**TASK DESCRIPTION**
The answer must consist of each line below that contains the string "Serialize".
----
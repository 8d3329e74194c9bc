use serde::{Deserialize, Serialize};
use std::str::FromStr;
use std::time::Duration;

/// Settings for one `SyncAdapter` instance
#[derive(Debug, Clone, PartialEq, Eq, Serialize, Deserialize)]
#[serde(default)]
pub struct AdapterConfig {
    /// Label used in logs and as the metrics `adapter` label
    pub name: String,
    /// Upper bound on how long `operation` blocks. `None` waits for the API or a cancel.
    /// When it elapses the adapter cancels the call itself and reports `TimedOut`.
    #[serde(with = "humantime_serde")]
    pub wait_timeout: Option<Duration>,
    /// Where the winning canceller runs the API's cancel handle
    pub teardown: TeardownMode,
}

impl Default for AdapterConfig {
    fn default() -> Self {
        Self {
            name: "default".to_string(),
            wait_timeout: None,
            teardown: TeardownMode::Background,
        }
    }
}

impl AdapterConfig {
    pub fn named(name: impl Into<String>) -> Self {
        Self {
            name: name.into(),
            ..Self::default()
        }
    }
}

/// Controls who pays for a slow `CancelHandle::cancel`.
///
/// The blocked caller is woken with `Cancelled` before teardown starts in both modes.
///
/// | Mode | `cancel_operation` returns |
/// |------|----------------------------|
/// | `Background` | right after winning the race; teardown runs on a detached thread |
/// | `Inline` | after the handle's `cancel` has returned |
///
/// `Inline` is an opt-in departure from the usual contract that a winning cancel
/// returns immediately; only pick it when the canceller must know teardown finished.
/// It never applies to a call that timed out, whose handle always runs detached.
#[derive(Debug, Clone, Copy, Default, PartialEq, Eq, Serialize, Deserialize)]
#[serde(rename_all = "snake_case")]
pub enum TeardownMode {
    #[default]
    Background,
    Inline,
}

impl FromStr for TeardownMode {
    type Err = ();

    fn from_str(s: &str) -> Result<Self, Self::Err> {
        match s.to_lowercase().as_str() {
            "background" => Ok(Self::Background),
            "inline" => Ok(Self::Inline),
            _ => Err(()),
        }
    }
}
----
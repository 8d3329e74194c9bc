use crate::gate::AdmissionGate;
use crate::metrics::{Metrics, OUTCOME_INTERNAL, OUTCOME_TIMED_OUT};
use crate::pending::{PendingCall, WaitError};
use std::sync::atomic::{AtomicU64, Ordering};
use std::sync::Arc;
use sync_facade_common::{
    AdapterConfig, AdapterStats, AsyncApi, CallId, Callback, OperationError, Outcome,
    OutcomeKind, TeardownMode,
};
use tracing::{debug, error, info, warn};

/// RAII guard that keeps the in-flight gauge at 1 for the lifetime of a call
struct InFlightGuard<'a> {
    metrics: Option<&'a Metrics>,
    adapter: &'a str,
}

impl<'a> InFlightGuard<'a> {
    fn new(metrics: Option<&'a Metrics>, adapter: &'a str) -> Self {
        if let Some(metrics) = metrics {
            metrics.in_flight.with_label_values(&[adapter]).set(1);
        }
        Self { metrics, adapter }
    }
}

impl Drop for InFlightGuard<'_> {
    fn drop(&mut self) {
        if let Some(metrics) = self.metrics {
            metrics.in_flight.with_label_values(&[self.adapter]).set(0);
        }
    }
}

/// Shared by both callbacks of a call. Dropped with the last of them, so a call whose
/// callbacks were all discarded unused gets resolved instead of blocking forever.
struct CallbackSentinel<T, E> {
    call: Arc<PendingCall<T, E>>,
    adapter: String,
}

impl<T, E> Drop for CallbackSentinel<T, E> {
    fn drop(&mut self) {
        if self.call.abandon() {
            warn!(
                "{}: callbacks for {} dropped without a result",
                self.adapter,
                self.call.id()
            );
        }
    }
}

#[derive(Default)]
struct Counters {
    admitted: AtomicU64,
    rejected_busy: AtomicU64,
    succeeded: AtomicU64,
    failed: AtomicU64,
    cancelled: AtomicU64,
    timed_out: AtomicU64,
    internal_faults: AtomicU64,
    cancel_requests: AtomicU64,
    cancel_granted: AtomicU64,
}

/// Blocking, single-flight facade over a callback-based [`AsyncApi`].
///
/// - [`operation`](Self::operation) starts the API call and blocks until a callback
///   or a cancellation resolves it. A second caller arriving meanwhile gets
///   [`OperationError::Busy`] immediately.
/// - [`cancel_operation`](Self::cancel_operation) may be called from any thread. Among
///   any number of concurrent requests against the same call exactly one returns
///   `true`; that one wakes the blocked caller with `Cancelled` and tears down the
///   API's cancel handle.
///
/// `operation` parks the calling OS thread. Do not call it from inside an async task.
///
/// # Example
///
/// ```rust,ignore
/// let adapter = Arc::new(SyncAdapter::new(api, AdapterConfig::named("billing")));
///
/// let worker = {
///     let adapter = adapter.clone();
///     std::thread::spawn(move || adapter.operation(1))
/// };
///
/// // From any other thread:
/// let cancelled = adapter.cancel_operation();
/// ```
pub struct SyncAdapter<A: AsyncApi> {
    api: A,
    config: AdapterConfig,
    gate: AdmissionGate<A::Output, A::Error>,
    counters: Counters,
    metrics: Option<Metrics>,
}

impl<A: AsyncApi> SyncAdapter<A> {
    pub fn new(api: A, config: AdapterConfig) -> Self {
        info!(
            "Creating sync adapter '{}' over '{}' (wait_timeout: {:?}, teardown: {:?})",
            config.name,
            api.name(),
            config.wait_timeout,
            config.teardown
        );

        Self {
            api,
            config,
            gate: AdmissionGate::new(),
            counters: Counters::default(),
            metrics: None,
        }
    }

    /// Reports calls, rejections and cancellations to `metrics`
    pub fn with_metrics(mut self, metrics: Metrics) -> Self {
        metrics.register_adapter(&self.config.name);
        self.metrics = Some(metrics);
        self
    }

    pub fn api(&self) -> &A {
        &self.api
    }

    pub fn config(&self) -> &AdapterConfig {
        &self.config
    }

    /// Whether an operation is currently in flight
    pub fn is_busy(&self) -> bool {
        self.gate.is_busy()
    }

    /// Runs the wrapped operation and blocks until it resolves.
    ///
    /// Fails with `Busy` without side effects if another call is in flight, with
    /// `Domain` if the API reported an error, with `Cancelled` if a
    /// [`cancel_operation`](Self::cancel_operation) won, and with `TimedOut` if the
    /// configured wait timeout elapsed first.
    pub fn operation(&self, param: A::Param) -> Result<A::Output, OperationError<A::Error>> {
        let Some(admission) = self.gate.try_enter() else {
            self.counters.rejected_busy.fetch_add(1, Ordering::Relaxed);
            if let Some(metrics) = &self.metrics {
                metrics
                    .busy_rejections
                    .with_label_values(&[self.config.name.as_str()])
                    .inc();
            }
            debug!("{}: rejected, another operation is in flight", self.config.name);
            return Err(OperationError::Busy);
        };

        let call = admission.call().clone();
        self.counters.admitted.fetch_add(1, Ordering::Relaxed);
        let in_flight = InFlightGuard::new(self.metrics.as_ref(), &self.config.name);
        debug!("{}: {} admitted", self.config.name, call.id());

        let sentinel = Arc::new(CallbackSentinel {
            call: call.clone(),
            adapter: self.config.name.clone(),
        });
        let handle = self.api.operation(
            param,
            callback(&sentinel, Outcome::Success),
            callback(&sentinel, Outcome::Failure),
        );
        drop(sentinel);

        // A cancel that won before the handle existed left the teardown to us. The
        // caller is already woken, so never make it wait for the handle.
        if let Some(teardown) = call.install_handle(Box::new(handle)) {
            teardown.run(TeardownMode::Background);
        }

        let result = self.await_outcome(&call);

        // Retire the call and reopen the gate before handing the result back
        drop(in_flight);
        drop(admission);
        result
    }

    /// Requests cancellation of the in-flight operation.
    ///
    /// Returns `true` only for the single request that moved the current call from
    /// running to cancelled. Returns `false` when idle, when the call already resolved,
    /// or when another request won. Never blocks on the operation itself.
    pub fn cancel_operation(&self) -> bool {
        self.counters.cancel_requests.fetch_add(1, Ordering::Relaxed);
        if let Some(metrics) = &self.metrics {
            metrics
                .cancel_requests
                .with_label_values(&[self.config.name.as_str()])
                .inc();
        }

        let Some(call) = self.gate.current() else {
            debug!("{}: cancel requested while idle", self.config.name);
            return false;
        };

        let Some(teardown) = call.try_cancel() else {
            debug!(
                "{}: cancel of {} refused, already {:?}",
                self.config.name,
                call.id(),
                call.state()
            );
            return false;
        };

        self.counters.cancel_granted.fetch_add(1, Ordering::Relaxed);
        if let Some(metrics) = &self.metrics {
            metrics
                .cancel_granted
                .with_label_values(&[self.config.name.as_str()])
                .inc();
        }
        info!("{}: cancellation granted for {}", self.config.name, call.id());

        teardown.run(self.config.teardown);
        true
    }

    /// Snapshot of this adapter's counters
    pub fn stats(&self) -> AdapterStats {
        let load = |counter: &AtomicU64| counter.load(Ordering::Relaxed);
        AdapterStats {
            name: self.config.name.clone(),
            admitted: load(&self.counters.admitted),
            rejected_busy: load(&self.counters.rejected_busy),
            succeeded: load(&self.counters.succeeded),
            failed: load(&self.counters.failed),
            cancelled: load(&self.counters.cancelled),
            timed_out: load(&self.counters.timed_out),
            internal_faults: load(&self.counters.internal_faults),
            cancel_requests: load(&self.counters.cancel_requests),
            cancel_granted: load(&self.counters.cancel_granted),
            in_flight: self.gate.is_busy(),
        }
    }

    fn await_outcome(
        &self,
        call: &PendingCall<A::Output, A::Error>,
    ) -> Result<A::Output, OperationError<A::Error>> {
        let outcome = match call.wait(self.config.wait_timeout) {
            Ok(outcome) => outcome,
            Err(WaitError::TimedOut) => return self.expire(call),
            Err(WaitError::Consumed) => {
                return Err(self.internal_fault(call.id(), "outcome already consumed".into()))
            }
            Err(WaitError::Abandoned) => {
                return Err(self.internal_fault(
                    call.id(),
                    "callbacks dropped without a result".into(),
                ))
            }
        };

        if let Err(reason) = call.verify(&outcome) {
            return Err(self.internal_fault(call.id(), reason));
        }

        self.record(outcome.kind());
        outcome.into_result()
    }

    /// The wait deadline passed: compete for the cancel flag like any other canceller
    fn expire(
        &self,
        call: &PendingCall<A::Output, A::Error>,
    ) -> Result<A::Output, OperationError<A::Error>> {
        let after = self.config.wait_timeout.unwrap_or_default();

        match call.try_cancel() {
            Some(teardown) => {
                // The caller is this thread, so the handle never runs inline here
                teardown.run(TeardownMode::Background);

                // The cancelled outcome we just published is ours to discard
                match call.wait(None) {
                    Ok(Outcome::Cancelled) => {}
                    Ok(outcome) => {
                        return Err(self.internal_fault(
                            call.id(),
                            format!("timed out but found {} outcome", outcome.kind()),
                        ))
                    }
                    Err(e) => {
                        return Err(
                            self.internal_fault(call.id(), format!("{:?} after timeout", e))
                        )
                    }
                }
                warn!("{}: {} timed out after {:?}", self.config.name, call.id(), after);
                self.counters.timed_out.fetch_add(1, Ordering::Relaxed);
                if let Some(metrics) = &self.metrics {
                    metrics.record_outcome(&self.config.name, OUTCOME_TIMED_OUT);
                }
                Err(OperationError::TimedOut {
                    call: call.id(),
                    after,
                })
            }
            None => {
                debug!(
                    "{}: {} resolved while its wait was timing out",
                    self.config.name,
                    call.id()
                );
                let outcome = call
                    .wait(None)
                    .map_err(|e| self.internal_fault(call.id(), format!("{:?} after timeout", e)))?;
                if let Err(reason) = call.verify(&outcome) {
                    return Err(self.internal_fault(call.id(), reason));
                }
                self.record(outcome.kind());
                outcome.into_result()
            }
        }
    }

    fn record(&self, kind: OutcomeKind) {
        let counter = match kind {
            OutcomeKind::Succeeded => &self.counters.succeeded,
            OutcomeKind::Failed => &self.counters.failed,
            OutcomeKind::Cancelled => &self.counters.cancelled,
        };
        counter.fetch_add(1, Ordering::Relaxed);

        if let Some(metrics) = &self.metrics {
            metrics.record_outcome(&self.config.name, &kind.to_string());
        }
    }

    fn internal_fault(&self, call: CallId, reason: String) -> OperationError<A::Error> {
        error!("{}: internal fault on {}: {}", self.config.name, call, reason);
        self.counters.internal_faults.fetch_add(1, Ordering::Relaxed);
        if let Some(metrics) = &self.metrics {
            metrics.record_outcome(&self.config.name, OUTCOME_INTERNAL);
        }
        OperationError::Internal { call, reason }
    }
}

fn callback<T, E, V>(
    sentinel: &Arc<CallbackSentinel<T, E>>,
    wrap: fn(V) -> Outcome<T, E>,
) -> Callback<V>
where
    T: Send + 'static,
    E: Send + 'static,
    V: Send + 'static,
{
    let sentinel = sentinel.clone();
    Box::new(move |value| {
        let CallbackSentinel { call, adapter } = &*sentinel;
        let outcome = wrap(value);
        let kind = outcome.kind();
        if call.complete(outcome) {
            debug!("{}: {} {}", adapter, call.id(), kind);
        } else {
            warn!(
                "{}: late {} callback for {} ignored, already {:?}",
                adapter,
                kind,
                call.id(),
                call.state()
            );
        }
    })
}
----
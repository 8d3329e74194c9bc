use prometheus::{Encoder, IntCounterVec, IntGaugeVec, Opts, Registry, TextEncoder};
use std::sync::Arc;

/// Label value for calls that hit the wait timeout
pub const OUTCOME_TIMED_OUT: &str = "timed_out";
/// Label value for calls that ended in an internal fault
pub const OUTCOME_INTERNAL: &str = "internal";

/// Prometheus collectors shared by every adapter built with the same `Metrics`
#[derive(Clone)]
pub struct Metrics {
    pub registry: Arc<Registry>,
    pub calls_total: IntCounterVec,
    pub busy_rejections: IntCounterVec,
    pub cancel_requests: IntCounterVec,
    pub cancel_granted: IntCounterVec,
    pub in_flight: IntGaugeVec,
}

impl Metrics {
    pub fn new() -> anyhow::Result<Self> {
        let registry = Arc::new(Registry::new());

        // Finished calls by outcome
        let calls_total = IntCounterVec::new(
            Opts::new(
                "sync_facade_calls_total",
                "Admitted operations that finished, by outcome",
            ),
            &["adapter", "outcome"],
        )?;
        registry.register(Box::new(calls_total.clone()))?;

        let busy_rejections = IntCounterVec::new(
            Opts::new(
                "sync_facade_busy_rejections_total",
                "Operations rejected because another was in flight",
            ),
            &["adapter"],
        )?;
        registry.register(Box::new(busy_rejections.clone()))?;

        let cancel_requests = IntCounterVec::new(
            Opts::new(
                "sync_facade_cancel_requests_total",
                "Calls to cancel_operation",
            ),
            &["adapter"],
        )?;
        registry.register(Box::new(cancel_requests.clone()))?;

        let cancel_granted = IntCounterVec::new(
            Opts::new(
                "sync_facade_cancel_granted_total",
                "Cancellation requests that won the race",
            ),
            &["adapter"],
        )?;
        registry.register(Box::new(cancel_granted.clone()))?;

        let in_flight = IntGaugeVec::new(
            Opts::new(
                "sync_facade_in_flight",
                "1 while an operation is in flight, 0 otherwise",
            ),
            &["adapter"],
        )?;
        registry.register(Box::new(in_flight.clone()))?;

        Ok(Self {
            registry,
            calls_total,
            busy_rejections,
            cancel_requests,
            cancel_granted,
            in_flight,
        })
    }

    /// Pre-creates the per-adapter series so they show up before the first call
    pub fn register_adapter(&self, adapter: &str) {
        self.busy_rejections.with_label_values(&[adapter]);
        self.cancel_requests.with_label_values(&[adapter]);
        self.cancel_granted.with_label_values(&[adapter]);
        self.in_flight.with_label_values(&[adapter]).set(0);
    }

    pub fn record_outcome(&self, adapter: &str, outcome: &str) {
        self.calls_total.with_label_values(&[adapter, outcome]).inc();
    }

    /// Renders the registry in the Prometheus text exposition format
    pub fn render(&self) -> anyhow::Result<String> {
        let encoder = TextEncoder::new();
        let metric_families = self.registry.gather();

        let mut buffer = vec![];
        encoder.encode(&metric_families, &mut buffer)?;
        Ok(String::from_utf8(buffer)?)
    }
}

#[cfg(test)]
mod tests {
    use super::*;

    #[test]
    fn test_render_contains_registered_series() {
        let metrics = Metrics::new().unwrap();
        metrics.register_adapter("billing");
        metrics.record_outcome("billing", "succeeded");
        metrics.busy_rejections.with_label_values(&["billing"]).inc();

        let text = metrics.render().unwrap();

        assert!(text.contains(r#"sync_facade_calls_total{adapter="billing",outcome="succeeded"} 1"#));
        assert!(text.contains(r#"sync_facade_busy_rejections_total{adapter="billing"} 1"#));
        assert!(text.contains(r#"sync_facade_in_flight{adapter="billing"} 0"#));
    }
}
----
**ANSWER SPACE**
use serde::{Deserialize, Serialize};
#[derive(Debug, Clone, PartialEq, Eq, Serialize, Deserialize)]
#[derive(Debug, Clone, Copy, Default, PartialEq, Eq, Serialize, Deserialize)]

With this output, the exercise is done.